Relationship between pulmonary surfatcant-associated protein B polymorphisms and the susceptibility to neonatal respiratory distress syndrome
To study the relationship between pulmonary surfactant-associated protein B (SP-B) gene polymorphisms and their susceptibility to neonatal respiratory distress syndrome (RDS).
Eighty-eight preterm infants with RDS (RDS group) and 103 infants without RDS (control group) were enrolled. The genomic DNA was isolated using DNA kits. Polymerase chain reaction with restriction fragment length polymorphism technique was used to detect the genotype and allele frequency of the SP-B -18A/C and SP-B 1580C/T single nucleotide polymorphisms. The association between the polymorphisms and RDS was analyzed.

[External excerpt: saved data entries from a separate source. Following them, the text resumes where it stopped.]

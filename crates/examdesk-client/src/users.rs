use examdesk_types::{
    ApiFailure, Credentials, EditOutcome, Listing, Notice, User, UserPatch, ACTIVATION_RESENT,
    RESEND_FAILED, USERS_FETCH_FAILED, USER_UPDATE_FAILED,
};
use tracing::warn;

use crate::auth::ADMIN_USERS_PATH;
use crate::{ApiClient, ClientError};

impl ApiClient {
    pub async fn list_users(&self, credentials: &Credentials) -> Result<Vec<User>, ClientError> {
        let listing: Listing<User> = self
            .send_json(self.get(ADMIN_USERS_PATH, Some(credentials)))
            .await?;
        Ok(listing.into_items())
    }

    pub async fn patch_user(
        &self,
        credentials: &Credentials,
        id: i64,
        patch: &UserPatch,
    ) -> Result<User, ClientError> {
        let path = format!("{ADMIN_USERS_PATH}{id}/");
        self.send_json(self.patch(&path, Some(credentials)).json(patch))
            .await
    }
}

pub async fn fetch_users(client: &ApiClient, credentials: &Credentials) -> Result<Vec<User>, ApiFailure> {
    client.list_users(credentials).await.map_err(|e| {
        warn!(error = %e, "listing users failed");
        ApiFailure::generic(&e.fault(), USERS_FETCH_FAILED)
    })
}

/// Patch one user, then re-list. The returned record is the server's, not
/// the submitted draft.
pub async fn submit_edit(
    client: &ApiClient,
    credentials: &Credentials,
    id: i64,
    patch: &UserPatch,
) -> Result<EditOutcome, ApiFailure> {
    let updated = client.patch_user(credentials, id, patch).await.map_err(|e| {
        warn!(user_id = id, error = %e, "updating user failed");
        ApiFailure::generic(&e.fault(), USER_UPDATE_FAILED)
    })?;

    let users = fetch_users(client, credentials).await.ok();
    Ok(EditOutcome { updated, users })
}

/// Resend the verification email for a listed user.
pub async fn resend_activation_for(client: &ApiClient, email: &str) -> Notice {
    match client.resend_code(email).await {
        Ok(()) => Notice::Success(ACTIVATION_RESENT.into()),
        Err(e) => {
            warn!(error = %e, "resending activation code failed");
            Notice::Error(RESEND_FAILED.into())
        }
    }
}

SP-B -18A/C and SP-B 1580C/T were found to be polymorphic in both RDS and control groups. The frequencies of CC genotype (X2=12.26, P<0.01) and C allele (X2=11.97, P<0.01) of SP-B 1580C/T were significantly higher in the RDS group than in the control group. The C allele significantly increased the risk of RDS (OR=2.26, 95%CI: 1.42-3.60). The frequencies of genotype and allele of SP-B -18A/C showed no significant difference between the two groups.

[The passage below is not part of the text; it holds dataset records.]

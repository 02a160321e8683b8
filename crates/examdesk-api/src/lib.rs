#![allow(non_snake_case)]

pub mod middleware;
pub mod routes;

use axum::Router;

use crate::middleware::auth::AppState;

/// Everything under `/api/v1`: the session endpoints are public, the data
/// routes sit behind [`middleware::auth::require_api_auth`].
pub fn api_router(state: AppState) -> Router {
    routes::api_routes()
        .merge(middleware::auth::auth_routes())
        .with_state(state)
}
pub mod exams;
pub mod users;

use axum::{middleware, Router};

use crate::middleware::auth::{require_api_auth, AppState};

pub fn api_routes() -> Router<AppState> {
    users::routes()
        .merge(exams::routes())
        .route_layer(middleware::from_fn(require_api_auth))
}
//! Classification of backend failures into one display string per operation.
//!
//! The backend reports errors in several shapes (`{"detail": ..}`,
//! `{"error": ..}`, per-field arrays, plain strings). Each `classify_*`
//! function maps a [`Fault`] to a tagged [`ApiFailure`] so views only render
//! `message` and can branch on `kind`.

use serde::{Deserialize, Serialize};
use serde_json::Value;

pub const INVALID_CREDENTIALS: &str = "Invalid credentials.";
pub const NO_ACTIVE_ACCOUNT: &str = "No active account found with the given credentials";
pub const ACCOUNT_NOT_ACTIVATED: &str = "Account not activated.";
pub const INACTIVE_ACCOUNT_PROMPT: &str =
    "Your account is not active. Please enter the code sent to your email to activate.";
pub const LOGIN_FAILED: &str = "Login failed. Check your credentials.";
pub const EMAIL_IN_USE: &str = "This email is already used. Please use a different email.";
pub const REGISTRATION_SERVER_ERROR: &str = "Server error. Please try again later.";
pub const REGISTRATION_FAILED: &str =
    "Registration failed. Please check your details and try again.";
pub const INVALID_CODE: &str = "Invalid code. Please try again.";

const ALREADY_EXISTS: &str = "already exists";
const REGISTRATION_FIELDS: [&str; 4] = ["email", "password", "first_name", "last_name"];

#[derive(Clone, Copy, Debug, Serialize, Deserialize, PartialEq, Eq)]
pub enum FailureKind {
    /// No response at all.
    Network,
    InvalidCredentials,
    InactiveAccount,
    Forbidden,
    Validation,
    Conflict,
    Server,
    Generic,
}

#[derive(Clone, Debug, Serialize, Deserialize, PartialEq)]
pub struct ApiFailure {
    pub kind: FailureKind,
    pub message: String,
}

impl ApiFailure {
    pub fn new(kind: FailureKind, message: impl Into<String>) -> Self {
        Self {
            kind,
            message: message.into(),
        }
    }

    /// Fixed per-operation message; only the kind follows the fault.
    pub fn generic(fault: &Fault, message: impl Into<String>) -> Self {
        Self::new(fault.kind(), message)
    }
}

impl std::fmt::Display for ApiFailure {
    fn fmt(&self, f: &mut std::fmt::Formatter<'_>) -> std::fmt::Result {
        f.write_str(&self.message)
    }
}

/// What came back from a failed backend call.
#[derive(Clone, Debug, Serialize, Deserialize, PartialEq)]
pub enum Fault {
    Unreachable,
    Response { status: u16, body: Value },
    /// 2xx with a body that did not decode.
    Malformed,
}

impl Fault {
    pub fn status(&self) -> Option<u16> {
        match self {
            Fault::Response { status, .. } => Some(*status),
            _ => None,
        }
    }

    pub fn body(&self) -> Option<&Value> {
        match self {
            Fault::Response { body, .. } => Some(body),
            _ => None,
        }
    }

    pub fn is_forbidden(&self) -> bool {
        self.status() == Some(403)
    }

    pub fn kind(&self) -> FailureKind {
        match self {
            Fault::Unreachable => FailureKind::Network,
            Fault::Malformed => FailureKind::Generic,
            Fault::Response { status, .. } => match *status {
                401 => FailureKind::InvalidCredentials,
                403 => FailureKind::Forbidden,
                400 | 422 => FailureKind::Validation,
                409 => FailureKind::Conflict,
                s if s >= 500 => FailureKind::Server,
                _ => FailureKind::Generic,
            },
        }
    }

    /// String value of a top-level field of an object body.
    fn str_field(&self, name: &str) -> Option<&str> {
        self.body()?.get(name)?.as_str()
    }
}

/// Server field value as display text: first element of an array, else the value itself.
fn field_message(value: &Value) -> Option<String> {
    let value = match value {
        Value::Array(items) => items.first()?,
        other => other,
    };
    match value {
        Value::Null => None,
        Value::String(s) if s.is_empty() => None,
        Value::String(s) => Some(s.clone()),
        other => Some(other.to_string()),
    }
}

/// Token-issue failure.
pub fn classify_login(fault: &Fault) -> ApiFailure {
    if fault.str_field("detail") == Some(NO_ACTIVE_ACCOUNT) {
        return ApiFailure::new(FailureKind::InvalidCredentials, INVALID_CREDENTIALS);
    }
    if fault.str_field("error") == Some(ACCOUNT_NOT_ACTIVATED) {
        return ApiFailure::new(FailureKind::InactiveAccount, INACTIVE_ACCOUNT_PROMPT);
    }
    match fault.str_field("error") {
        Some(message) => ApiFailure::new(fault.kind(), message),
        None => ApiFailure::generic(fault, LOGIN_FAILED),
    }
}

/// Registration (step 1) failure. `backend` names the server in the
/// unreachable message.
pub fn classify_registration(fault: &Fault, backend: &str) -> ApiFailure {
    let (status, body) = match fault {
        Fault::Unreachable => {
            return ApiFailure::new(
                FailureKind::Network,
                format!("Cannot connect to server. Please make sure the backend is running on {backend}"),
            )
        }
        Fault::Malformed => return ApiFailure::new(FailureKind::Generic, REGISTRATION_FAILED),
        Fault::Response { status, body } => (*status, body),
    };

    let duplicate = match body {
        Value::String(s) => s.contains(ALREADY_EXISTS),
        Value::Object(fields) => {
            fields
                .get("error")
                .and_then(Value::as_str)
                .is_some_and(|e| e.contains(ALREADY_EXISTS))
                || fields
                    .get("email")
                    .and_then(field_message)
                    .is_some_and(|e| e.contains(ALREADY_EXISTS))
        }
        _ => false,
    };
    if duplicate {
        return ApiFailure::new(FailureKind::Conflict, EMAIL_IN_USE);
    }

    if let Value::Object(fields) = body {
        for name in REGISTRATION_FIELDS {
            if let Some(message) = fields.get(name).and_then(field_message) {
                return ApiFailure::new(FailureKind::Validation, message);
            }
        }
        if let Some(message) = fields.get("error").and_then(field_message) {
            return ApiFailure::new(fault.kind(), message);
        }
        if let Some(message) = fields.values().next().and_then(field_message) {
            return ApiFailure::new(FailureKind::Validation, message);
        }
    }

    if status == 500 {
        ApiFailure::new(FailureKind::Server, REGISTRATION_SERVER_ERROR)
    } else {
        ApiFailure::new(fault.kind(), REGISTRATION_FAILED)
    }
}

/// Registration (step 2) verification failure.
pub fn classify_verification(fault: &Fault) -> ApiFailure {
    match fault.str_field("error") {
        Some(message) => ApiFailure::new(fault.kind(), message),
        None => ApiFailure::generic(fault, INVALID_CODE),
    }
}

SP-B 1580C/T polymorphism contributes to the etiology of RDS and may serve as the susceptibility gene for RDS. The C allele increases the risk of RDS. SP-B -18A/C shows no association with the etiology of RDS.
Available from: PubMed Central
- "SP-B is an important pulmonary surfactant-associated protein capable of reducing or altering the surface tension by changing the surface area, preventing alveolar collapse (1–3). Studies have shown SP-B protein deficiency to be associated with the pathogenesis of neonatal respiratory distress syndrome (RDS) (4,5). The protein expression is known to be regulated by upstream genes. "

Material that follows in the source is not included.